[Start of Attachment]

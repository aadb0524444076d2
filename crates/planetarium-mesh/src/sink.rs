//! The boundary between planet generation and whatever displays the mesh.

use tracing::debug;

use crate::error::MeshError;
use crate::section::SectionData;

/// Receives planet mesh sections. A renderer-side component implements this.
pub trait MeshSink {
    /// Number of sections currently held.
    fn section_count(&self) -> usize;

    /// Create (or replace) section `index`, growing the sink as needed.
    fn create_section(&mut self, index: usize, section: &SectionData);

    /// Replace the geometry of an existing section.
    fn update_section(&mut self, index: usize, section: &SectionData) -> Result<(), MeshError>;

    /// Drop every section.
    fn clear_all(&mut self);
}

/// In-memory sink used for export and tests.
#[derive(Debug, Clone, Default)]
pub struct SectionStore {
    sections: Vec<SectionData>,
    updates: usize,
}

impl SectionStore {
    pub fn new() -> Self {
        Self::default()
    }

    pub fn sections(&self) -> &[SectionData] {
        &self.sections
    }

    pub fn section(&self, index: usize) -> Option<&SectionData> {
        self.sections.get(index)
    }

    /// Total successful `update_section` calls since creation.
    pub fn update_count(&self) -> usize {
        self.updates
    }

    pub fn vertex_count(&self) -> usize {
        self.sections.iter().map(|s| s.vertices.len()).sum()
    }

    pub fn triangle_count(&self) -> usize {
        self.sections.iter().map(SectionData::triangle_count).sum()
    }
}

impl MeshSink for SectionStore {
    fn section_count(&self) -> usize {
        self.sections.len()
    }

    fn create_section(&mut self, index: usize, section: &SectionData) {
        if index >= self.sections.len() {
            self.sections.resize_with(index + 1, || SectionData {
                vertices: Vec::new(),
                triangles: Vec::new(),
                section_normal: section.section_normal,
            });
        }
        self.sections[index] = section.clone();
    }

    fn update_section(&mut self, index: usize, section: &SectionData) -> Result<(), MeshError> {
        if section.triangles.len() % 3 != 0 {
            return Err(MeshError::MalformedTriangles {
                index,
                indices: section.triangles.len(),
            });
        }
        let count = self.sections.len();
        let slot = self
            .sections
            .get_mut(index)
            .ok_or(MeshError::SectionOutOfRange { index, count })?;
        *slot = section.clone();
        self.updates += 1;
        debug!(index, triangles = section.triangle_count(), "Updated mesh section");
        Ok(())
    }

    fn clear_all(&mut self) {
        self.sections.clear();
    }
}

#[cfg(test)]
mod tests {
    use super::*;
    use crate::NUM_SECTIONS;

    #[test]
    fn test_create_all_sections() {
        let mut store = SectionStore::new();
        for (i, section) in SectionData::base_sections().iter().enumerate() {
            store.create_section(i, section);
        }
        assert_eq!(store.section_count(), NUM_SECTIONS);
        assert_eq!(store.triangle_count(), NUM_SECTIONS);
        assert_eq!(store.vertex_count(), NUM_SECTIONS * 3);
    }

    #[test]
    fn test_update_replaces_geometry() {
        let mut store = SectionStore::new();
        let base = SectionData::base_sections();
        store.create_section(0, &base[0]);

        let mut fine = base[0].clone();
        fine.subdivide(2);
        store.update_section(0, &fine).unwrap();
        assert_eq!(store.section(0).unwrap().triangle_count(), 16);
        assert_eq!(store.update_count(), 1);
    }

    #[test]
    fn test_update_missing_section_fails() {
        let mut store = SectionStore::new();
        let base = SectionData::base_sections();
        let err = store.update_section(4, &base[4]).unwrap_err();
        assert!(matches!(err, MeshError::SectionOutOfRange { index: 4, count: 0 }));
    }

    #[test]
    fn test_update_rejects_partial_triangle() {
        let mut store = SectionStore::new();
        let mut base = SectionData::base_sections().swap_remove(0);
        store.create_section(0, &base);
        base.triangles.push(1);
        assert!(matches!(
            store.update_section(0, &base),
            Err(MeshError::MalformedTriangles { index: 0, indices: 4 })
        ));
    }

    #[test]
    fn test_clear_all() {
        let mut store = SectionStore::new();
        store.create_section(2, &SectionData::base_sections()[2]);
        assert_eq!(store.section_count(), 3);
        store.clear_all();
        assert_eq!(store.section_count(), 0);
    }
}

[End of Attachment]
[Start of Attachment]

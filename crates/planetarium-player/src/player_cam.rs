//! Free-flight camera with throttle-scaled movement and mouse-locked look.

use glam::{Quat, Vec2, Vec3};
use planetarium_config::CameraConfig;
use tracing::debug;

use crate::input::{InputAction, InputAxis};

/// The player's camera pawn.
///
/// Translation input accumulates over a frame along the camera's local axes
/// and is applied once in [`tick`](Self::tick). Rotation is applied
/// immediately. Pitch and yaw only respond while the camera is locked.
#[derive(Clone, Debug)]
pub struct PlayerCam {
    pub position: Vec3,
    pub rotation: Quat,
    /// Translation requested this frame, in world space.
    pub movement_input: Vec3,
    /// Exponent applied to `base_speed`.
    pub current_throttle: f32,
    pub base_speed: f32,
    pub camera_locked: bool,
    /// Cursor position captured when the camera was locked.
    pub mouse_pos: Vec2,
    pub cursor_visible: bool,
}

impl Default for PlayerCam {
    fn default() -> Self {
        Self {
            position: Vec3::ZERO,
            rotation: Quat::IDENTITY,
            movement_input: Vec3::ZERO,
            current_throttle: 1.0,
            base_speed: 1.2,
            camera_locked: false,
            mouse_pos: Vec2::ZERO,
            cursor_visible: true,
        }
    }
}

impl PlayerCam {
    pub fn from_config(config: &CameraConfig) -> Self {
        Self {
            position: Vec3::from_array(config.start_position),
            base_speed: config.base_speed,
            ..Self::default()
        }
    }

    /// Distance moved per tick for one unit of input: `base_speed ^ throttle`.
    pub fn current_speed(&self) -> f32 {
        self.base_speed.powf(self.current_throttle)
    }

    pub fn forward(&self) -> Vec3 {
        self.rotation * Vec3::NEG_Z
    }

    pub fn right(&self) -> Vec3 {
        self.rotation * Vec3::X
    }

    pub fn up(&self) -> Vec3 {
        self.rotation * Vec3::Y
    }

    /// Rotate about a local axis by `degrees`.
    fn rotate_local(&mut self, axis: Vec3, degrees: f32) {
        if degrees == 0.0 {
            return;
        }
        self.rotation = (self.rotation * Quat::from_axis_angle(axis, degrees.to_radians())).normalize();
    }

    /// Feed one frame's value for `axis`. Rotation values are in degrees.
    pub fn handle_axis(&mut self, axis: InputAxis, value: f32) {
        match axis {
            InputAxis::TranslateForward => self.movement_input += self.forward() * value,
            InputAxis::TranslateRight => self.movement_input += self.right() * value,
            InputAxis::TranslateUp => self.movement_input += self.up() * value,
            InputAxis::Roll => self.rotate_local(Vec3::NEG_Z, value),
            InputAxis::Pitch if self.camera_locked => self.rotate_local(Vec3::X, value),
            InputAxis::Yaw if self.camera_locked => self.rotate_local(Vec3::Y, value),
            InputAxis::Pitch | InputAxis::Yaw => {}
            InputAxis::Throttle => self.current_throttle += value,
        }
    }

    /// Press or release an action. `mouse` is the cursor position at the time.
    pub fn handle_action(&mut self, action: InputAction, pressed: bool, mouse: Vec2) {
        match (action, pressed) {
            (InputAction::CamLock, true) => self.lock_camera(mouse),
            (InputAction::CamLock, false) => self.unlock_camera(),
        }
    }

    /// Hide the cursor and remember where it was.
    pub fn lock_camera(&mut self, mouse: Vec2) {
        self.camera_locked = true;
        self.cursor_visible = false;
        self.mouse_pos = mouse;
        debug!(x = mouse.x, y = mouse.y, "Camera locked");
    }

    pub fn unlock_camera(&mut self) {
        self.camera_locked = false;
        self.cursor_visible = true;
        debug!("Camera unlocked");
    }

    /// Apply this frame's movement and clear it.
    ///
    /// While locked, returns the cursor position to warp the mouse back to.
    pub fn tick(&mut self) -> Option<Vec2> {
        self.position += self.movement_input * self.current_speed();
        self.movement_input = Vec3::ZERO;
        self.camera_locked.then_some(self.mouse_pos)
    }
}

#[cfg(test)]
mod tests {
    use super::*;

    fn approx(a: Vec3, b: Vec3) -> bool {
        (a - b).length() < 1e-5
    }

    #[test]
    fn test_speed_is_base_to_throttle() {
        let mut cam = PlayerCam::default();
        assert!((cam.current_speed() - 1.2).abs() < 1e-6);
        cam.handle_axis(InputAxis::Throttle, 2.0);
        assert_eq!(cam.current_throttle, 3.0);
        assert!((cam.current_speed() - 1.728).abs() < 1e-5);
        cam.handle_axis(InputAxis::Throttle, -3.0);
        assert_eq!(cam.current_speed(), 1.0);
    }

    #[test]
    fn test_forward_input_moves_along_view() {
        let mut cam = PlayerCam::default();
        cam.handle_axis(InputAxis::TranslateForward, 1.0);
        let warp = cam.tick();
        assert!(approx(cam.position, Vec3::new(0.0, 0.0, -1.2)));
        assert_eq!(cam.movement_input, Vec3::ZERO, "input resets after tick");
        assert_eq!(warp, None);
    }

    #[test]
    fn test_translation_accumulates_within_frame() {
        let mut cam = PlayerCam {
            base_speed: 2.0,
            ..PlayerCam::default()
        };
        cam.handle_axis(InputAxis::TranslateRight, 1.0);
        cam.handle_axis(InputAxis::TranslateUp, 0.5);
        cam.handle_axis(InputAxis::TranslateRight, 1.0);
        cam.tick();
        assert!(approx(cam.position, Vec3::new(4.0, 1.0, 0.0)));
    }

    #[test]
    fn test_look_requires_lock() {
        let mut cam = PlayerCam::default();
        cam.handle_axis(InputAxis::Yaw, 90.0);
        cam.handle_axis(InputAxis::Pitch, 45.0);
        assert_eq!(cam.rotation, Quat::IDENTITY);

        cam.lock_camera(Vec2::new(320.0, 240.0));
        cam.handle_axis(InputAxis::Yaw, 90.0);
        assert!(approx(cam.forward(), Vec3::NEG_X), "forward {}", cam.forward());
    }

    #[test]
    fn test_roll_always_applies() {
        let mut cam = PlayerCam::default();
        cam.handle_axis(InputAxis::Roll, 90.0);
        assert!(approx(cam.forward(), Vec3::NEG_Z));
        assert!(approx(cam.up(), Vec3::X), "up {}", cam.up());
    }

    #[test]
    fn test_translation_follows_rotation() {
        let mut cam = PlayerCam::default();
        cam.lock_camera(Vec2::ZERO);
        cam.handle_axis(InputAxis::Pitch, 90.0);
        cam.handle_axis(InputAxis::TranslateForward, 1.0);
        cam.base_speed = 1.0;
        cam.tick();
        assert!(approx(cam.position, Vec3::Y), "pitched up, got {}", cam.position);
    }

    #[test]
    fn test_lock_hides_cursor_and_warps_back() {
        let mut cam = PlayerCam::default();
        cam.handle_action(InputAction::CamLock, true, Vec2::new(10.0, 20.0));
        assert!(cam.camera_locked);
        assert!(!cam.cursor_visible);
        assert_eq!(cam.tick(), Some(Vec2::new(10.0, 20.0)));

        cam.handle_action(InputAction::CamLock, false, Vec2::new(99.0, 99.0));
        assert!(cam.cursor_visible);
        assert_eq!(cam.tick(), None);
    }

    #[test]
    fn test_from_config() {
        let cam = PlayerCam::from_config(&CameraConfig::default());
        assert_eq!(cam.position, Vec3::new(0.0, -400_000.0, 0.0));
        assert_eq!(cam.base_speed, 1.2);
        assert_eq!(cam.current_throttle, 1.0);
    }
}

[End of Attachment]
[Start of Attachment]

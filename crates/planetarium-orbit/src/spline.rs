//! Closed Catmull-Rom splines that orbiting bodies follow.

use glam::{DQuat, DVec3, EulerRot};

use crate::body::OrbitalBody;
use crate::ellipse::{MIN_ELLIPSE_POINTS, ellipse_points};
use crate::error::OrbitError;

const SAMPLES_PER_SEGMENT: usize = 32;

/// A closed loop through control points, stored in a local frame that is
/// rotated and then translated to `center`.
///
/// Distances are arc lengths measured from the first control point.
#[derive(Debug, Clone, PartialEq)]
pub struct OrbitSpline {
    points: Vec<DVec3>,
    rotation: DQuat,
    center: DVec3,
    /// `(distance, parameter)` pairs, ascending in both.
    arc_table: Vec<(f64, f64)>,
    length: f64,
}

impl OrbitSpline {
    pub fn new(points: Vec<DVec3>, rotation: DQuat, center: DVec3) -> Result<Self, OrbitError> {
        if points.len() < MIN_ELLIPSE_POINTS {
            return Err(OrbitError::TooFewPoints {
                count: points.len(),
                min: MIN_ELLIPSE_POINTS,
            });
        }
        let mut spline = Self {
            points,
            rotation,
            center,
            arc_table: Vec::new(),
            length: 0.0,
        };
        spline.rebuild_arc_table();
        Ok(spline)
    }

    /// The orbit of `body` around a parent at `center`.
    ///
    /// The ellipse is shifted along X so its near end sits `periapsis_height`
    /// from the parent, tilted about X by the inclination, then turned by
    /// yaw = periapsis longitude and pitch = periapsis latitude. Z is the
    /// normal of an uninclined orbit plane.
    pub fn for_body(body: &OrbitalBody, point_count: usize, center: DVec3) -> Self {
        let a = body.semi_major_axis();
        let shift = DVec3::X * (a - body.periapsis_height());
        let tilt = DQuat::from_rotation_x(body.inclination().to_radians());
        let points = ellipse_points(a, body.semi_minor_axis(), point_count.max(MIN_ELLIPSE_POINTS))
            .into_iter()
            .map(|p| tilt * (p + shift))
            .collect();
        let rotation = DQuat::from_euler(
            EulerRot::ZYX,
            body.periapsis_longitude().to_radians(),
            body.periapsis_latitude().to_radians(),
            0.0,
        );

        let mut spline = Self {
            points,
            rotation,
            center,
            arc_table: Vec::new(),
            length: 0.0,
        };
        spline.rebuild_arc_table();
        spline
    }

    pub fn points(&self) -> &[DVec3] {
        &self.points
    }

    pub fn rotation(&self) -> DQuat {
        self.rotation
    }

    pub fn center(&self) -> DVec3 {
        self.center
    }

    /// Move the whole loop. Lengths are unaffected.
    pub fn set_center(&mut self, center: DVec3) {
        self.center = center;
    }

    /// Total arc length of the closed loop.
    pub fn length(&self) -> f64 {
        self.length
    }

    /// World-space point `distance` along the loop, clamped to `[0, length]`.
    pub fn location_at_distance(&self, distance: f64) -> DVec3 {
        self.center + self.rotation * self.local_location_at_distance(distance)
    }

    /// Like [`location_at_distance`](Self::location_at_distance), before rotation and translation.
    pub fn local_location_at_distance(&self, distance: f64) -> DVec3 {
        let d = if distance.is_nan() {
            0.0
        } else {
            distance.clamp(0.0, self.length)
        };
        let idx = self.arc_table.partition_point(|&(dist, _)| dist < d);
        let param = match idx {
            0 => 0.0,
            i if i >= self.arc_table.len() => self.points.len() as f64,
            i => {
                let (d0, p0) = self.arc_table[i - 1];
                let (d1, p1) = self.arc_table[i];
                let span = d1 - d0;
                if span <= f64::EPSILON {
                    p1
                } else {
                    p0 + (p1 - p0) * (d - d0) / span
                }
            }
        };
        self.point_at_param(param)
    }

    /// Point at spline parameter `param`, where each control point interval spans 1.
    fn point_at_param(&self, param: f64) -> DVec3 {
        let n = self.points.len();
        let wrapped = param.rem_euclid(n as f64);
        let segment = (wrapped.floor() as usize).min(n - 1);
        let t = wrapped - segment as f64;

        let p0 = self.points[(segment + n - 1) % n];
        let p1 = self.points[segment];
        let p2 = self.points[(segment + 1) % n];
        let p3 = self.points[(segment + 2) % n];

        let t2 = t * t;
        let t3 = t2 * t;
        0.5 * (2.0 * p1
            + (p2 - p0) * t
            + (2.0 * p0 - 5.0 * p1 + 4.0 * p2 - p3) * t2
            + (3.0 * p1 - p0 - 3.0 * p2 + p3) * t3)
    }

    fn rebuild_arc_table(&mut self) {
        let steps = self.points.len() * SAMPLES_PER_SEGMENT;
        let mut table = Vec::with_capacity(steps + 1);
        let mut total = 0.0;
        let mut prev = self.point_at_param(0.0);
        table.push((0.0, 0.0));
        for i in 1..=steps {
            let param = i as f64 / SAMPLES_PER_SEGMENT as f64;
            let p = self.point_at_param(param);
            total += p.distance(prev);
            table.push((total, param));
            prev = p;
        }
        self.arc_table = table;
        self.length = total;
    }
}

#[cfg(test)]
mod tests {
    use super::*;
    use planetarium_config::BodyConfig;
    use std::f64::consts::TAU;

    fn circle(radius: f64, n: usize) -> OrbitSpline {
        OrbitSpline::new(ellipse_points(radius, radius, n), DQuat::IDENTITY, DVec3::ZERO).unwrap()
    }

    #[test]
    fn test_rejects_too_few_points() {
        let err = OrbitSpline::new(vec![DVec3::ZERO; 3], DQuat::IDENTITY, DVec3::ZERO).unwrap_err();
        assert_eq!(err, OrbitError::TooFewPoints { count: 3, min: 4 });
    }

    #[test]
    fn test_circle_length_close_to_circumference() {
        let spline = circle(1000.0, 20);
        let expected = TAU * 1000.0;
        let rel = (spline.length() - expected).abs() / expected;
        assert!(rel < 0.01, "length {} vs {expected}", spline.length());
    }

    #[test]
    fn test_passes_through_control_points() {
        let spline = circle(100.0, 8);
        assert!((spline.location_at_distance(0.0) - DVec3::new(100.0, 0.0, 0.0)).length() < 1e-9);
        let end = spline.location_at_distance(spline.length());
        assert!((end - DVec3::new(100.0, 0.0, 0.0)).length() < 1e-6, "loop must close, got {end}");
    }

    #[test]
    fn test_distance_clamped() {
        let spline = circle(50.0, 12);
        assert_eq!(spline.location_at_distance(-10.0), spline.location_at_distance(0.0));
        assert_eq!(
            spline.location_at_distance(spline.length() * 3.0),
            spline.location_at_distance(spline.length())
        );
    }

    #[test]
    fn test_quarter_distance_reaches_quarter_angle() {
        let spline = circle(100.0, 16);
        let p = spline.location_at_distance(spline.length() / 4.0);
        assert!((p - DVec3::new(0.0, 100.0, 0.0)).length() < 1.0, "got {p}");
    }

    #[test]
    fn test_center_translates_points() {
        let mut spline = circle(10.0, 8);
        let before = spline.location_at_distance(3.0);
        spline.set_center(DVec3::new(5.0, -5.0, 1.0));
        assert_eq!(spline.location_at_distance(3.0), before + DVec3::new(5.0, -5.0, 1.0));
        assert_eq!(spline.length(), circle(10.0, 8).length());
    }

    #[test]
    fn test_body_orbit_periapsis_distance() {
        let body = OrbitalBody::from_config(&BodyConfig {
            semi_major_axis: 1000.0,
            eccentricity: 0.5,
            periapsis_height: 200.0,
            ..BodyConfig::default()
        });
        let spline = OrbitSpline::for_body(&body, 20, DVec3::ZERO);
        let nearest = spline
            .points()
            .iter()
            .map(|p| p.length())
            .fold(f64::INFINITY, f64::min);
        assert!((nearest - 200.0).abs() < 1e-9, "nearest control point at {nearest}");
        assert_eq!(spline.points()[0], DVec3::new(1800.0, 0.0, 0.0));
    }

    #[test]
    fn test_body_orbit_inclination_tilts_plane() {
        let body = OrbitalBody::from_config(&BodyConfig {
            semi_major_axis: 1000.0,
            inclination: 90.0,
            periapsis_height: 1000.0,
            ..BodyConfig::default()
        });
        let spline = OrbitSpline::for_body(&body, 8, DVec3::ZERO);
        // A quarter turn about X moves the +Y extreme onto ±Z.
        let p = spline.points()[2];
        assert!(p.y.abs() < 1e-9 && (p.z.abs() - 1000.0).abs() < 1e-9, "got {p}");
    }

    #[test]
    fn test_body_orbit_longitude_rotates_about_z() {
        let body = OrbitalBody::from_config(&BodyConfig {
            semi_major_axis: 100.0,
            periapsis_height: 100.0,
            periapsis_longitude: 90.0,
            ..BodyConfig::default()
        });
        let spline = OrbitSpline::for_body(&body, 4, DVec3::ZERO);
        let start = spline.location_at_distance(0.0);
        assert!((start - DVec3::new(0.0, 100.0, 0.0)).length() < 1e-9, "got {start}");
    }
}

[End of Attachment]

### Task description:
Return each line from the records that includes the word "expected".

### Task solution:
        let expected = TAU * 1000.0;
        let rel = (spline.length() - expected).abs() / expected;
        assert!(rel < 0.01, "length {} vs {expected}", spline.length());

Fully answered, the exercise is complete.